Fille de Pierre de Lambilly, marquis de Baud-Kerveno, baron de Kergroix, vicomte du Broutay, et de Françoise de La Forest d'Armaillé, elle épouse, le 12 juin 1787 à Rennes, Jean Baptiste Mouësan de La Villirouët. Elle apporte en dot les seigneuries de Locminé, Moustoir-Ac et Remungol.
Sous la Révolution française, son mari est emprisonné à Lamballe entre 1793 et 1795, puis de nouveau arrêté par la police révolutionnaire et jugé à Paris devant une commission militaire en 1799, pour « désertion », à la suite de son émigration pendant la Révolution. De retour d'Angleterre, il encourt l'exécution. Lors de son procès, Victoire de Lambilly obtient du président du tribunal l'autorisation exceptionnelle d'assurer elle-même la défense de son époux, plaidant seule devant la commission, et réussit à obtenir son acquittement à l'unanimité.

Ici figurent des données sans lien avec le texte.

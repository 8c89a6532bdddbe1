//! Failure classification and remediation guidance
//!
//! When a call fails the engine works out *why* (GitHub answers a reply to a
//! review-thread comment with a bare 404, for example) and turns that into a
//! plan: one primary message plus ranked alternatives, each with a command
//! the user can run as-is.

mod actions;
mod classify;

use std::fmt;
use std::fmt::Write as _;

use serde::Serialize;

use crate::comment::CommentMetadata;

pub use actions::quote_arg;
pub use classify::{candidate, confirm, finalize, Candidate, Classifier};

/// Why an operation failed
#[derive(Debug, Clone, Copy, PartialEq, Eq, Hash, Serialize)]
#[serde(rename_all = "snake_case")]
pub enum FailureKind {
    /// Reply to a comment that belongs to a multi-comment review
    ThreadReplyUnsupported,
    /// The comment exists but is of the other type (issue vs review)
    CommentTypeMismatch,
    /// Primary or secondary rate limit hit
    RateLimited,
    /// Token lacks access
    PermissionDenied,
    /// Token missing, expired or revoked
    AuthenticationFailed,
    /// Location not in the diff, or payload rejected
    InvalidLocation,
    /// GitHub had an internal error
    ServerError,
    /// Not found, for no more specific reason
    NotFoundGeneric,
    /// Skipped or abandoned because the batch was cancelled
    Cancelled,
    /// Anything else
    Unknown,
}

impl fmt::Display for FailureKind {
    fn fmt(&self, f: &mut fmt::Formatter<'_>) -> fmt::Result {
        f.write_str(match self {
            FailureKind::ThreadReplyUnsupported => "reply not supported",
            FailureKind::CommentTypeMismatch => "wrong comment type",
            FailureKind::RateLimited => "rate limited",
            FailureKind::PermissionDenied => "permission denied",
            FailureKind::AuthenticationFailed => "authentication failed",
            FailureKind::InvalidLocation => "invalid location",
            FailureKind::ServerError => "server error",
            FailureKind::NotFoundGeneric => "not found",
            FailureKind::Cancelled => "cancelled",
            FailureKind::Unknown => "unexpected error",
        })
    }
}

/// Something the user can do instead
#[derive(Debug, Clone, PartialEq, Eq, Serialize)]
pub struct Alternative {
    /// What the action achieves
    pub description: String,
    /// Command line to run
    pub action: String,
}

impl Alternative {
    fn new(description: impl Into<String>, action: impl Into<String>) -> Self {
        Self {
            description: description.into(),
            action: action.into(),
        }
    }
}

/// Raw response details kept for failures nobody recognised
#[derive(Debug, Clone, PartialEq, Eq, Serialize)]
pub struct Diagnostics {
    pub status: Option<u16>,
    pub body: String,
}

/// Guidance for one failed operation
#[derive(Debug, Clone, PartialEq, Eq, Serialize)]
pub struct RemediationPlan {
    pub failure_kind: FailureKind,
    pub primary_message: String,
    /// Ordered, most useful first
    pub alternatives: Vec<Alternative>,
    /// Only set for [`FailureKind::Unknown`]
    pub diagnostics: Option<Diagnostics>,
}

/// What the classifier knew when building a plan
#[derive(Debug, Clone, Default)]
pub struct RemediationContext {
    /// `owner/name` of the repository, when known
    pub repo: Option<String>,
    /// Pull request the batch runs against
    pub pr: u64,
    /// Lookup result for the target comment, when one was made
    pub metadata: Option<CommentMetadata>,
}

impl RemediationContext {
    fn scope(&self) -> actions::Scope<'_> {
        actions::Scope {
            repo: self.repo.as_deref(),
            pr: self.pr,
        }
    }
}

const MAX_DIAGNOSTIC_BODY: usize = 500;

/// Terminal text for a plan: message, numbered alternatives, diagnostics
pub fn render(plan: &RemediationPlan) -> String {
    let mut out = format!("{}: {}\n", plan.failure_kind, plan.primary_message);

    if !plan.alternatives.is_empty() {
        out.push_str("  Alternatives:\n");
        for (number, alternative) in (1..).zip(&plan.alternatives) {
            let _ = writeln!(out, "    {number}. {}", alternative.description);
            let _ = writeln!(out, "       $ {}", alternative.action);
        }
    }

    if let Some(diagnostics) = &plan.diagnostics {
        if let Some(status) = diagnostics.status {
            let _ = writeln!(out, "  Status: {status}");
        }
        if !diagnostics.body.is_empty() {
            let body: String = diagnostics.body.chars().take(MAX_DIAGNOSTIC_BODY).collect();
            let ellipsis = if diagnostics.body.chars().count() > MAX_DIAGNOSTIC_BODY {
                "..."
            } else {
                ""
            };
            let _ = writeln!(out, "  Response: {}{ellipsis}", body.trim_end());
        }
    }

    out
}

#[cfg(test)]
mod tests {
    use super::*;

    #[test]
    fn test_render_numbers_alternatives() {
        let plan = RemediationPlan {
            failure_kind: FailureKind::NotFoundGeneric,
            primary_message: "comment #5 was not found".to_string(),
            alternatives: vec![
                Alternative::new("List comments", "gh comment list --pr 1"),
                Alternative::new("Try the other type", "gh comment react 5 +1 --type issue"),
            ],
            diagnostics: None,
        };

        let text = render(&plan);
        assert_eq!(
            text,
            "not found: comment #5 was not found\n  Alternatives:\n    1. List comments\n       $ gh comment list --pr 1\n    2. Try the other type\n       $ gh comment react 5 +1 --type issue\n"
        );
    }

    #[test]
    fn test_render_unknown_includes_diagnostics() {
        let plan = RemediationPlan {
            failure_kind: FailureKind::Unknown,
            primary_message: "unexpected response".to_string(),
            alternatives: Vec::new(),
            diagnostics: Some(Diagnostics {
                status: Some(418),
                body: "x".repeat(MAX_DIAGNOSTIC_BODY + 10),
            }),
        };

        let text = render(&plan);
        assert!(text.contains("Status: 418"));
        assert!(text.ends_with("...\n"));
        assert!(!text.contains("Alternatives"));
    }
}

À partir de 1800, radiée de la liste des émigrés par l'intermédiaire de Joseph Fouché, la famille de la comtesse séjourne à Nantouillet. La comtesse a l'occasion de rencontrer l'impératrice Joséphine le 17 mars 1810 et Napoléon le 1er juillet suivant.
Elle est considérée comme la première femme avocate de Bretagne et de France[1],[2].